Excerpts from a dataset
++++++++

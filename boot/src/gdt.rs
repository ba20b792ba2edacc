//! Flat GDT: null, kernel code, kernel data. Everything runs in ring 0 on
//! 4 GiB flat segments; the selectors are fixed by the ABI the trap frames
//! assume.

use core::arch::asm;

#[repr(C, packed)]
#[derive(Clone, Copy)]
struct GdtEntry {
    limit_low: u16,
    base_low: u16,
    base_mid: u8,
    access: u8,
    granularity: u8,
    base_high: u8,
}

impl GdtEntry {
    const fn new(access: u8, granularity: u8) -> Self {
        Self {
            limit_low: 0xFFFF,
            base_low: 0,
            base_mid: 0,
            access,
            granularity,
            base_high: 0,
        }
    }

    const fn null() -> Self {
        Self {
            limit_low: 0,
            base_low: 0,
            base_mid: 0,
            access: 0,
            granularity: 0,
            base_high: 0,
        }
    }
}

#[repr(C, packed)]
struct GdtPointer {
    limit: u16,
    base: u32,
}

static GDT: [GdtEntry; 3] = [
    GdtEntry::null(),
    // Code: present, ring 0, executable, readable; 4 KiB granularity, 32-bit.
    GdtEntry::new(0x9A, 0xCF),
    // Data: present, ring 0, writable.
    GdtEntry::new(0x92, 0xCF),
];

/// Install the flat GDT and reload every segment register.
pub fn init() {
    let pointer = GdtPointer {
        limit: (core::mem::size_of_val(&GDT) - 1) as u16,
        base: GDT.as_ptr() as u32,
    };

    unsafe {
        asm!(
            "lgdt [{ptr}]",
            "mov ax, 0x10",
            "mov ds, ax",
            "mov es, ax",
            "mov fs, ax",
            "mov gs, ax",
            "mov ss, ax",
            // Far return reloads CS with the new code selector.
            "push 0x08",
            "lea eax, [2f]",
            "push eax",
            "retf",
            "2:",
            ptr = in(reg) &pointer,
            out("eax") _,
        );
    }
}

++++++++

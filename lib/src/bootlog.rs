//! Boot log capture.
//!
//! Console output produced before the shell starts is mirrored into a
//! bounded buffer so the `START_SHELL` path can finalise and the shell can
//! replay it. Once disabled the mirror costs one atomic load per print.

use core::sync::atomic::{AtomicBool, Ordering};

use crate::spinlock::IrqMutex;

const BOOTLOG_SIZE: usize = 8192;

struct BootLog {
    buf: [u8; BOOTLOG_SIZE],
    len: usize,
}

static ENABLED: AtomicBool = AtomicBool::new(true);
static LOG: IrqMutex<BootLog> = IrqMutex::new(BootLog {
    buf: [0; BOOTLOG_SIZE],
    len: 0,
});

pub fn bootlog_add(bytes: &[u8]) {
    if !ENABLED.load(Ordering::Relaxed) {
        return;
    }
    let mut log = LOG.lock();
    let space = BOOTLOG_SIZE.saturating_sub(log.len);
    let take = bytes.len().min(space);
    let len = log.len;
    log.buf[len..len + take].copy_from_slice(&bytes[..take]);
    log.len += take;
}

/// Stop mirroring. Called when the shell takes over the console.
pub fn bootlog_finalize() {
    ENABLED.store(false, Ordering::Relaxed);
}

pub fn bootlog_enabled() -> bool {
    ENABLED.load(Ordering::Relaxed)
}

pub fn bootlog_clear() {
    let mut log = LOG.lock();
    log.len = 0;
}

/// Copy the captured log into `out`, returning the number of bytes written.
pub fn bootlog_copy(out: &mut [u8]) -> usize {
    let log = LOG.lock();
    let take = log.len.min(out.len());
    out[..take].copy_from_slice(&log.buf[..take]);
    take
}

++++++++

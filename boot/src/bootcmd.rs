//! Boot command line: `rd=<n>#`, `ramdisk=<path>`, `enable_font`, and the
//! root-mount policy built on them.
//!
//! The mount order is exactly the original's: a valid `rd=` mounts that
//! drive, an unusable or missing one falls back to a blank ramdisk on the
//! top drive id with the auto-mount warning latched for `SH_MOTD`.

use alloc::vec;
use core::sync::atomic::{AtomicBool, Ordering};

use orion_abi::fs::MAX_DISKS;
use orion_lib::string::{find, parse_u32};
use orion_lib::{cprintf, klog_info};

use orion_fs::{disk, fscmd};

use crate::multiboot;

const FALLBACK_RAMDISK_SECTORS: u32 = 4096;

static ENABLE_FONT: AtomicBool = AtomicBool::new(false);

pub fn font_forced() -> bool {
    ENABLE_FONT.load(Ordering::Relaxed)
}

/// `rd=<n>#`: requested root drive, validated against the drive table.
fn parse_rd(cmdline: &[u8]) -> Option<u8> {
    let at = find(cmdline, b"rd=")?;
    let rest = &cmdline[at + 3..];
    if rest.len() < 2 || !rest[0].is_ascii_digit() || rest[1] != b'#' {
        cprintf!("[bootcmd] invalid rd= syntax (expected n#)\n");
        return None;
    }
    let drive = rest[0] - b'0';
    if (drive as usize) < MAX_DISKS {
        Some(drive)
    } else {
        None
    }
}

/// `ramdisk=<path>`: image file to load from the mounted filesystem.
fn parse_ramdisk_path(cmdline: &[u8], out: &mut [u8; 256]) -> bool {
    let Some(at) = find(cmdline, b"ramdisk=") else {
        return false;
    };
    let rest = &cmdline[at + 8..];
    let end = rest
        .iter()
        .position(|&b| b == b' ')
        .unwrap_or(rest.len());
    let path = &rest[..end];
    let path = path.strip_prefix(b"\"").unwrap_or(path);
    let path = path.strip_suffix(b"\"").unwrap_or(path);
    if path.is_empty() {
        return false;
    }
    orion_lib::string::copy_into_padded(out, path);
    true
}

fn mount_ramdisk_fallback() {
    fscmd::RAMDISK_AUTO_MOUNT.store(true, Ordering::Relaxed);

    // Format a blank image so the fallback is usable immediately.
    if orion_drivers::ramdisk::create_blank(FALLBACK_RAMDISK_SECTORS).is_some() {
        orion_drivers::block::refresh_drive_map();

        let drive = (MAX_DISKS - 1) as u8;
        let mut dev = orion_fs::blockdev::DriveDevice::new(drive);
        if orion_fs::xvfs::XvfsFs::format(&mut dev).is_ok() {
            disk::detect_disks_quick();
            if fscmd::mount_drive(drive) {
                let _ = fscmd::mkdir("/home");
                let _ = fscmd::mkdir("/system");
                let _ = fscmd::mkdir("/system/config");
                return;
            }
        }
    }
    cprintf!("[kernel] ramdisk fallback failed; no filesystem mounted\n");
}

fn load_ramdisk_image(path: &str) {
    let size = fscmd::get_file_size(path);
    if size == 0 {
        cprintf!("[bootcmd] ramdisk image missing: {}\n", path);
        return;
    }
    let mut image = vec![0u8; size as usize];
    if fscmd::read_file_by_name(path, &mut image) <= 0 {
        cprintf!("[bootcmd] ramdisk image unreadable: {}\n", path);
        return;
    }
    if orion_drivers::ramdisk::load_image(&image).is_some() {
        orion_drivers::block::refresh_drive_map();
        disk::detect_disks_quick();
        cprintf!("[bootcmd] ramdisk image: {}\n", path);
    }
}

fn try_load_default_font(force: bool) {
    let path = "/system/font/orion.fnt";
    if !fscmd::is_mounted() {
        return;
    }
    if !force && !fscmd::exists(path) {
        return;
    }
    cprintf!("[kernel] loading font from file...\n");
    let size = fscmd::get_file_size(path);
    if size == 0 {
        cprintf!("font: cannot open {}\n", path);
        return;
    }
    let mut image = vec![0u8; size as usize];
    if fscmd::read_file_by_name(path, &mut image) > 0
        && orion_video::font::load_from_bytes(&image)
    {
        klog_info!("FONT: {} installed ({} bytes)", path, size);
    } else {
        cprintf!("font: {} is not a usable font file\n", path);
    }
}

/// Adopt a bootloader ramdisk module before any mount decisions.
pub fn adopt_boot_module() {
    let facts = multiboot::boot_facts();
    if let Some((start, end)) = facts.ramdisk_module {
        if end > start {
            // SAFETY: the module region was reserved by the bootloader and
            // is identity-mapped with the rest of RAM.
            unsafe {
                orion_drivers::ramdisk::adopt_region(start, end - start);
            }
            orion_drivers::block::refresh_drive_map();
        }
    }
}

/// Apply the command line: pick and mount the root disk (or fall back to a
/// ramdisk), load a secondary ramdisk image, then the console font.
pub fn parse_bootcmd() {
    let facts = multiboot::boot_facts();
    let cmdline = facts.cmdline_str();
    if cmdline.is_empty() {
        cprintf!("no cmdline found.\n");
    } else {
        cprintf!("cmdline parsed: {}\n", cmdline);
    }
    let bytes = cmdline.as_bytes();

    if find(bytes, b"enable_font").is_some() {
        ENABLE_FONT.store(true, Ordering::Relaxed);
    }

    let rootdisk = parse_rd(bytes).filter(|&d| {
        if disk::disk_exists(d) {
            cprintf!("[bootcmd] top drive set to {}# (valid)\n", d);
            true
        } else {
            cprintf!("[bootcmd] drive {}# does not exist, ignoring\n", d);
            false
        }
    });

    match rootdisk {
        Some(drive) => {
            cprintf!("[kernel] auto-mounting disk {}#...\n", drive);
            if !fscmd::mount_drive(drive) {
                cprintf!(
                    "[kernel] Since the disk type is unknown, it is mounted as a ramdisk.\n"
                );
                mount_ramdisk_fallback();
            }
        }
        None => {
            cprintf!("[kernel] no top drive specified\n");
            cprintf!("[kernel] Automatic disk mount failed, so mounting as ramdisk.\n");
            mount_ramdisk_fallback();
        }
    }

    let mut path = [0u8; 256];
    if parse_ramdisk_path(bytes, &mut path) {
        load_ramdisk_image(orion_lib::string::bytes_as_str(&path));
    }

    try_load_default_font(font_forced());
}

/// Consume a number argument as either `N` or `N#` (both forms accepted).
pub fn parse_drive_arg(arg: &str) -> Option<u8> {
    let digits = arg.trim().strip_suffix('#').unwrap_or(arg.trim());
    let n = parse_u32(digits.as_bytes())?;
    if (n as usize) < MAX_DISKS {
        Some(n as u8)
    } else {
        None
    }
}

++++++++

_What you are asked to do_:
Only lines that contain the string "present" count; pick each one out of the records and copy it.

_Result of this task_:
    // Code: present, ring 0, executable, readable; 4 KiB granularity, 32-bit.
    // Data: present, ring 0, writable.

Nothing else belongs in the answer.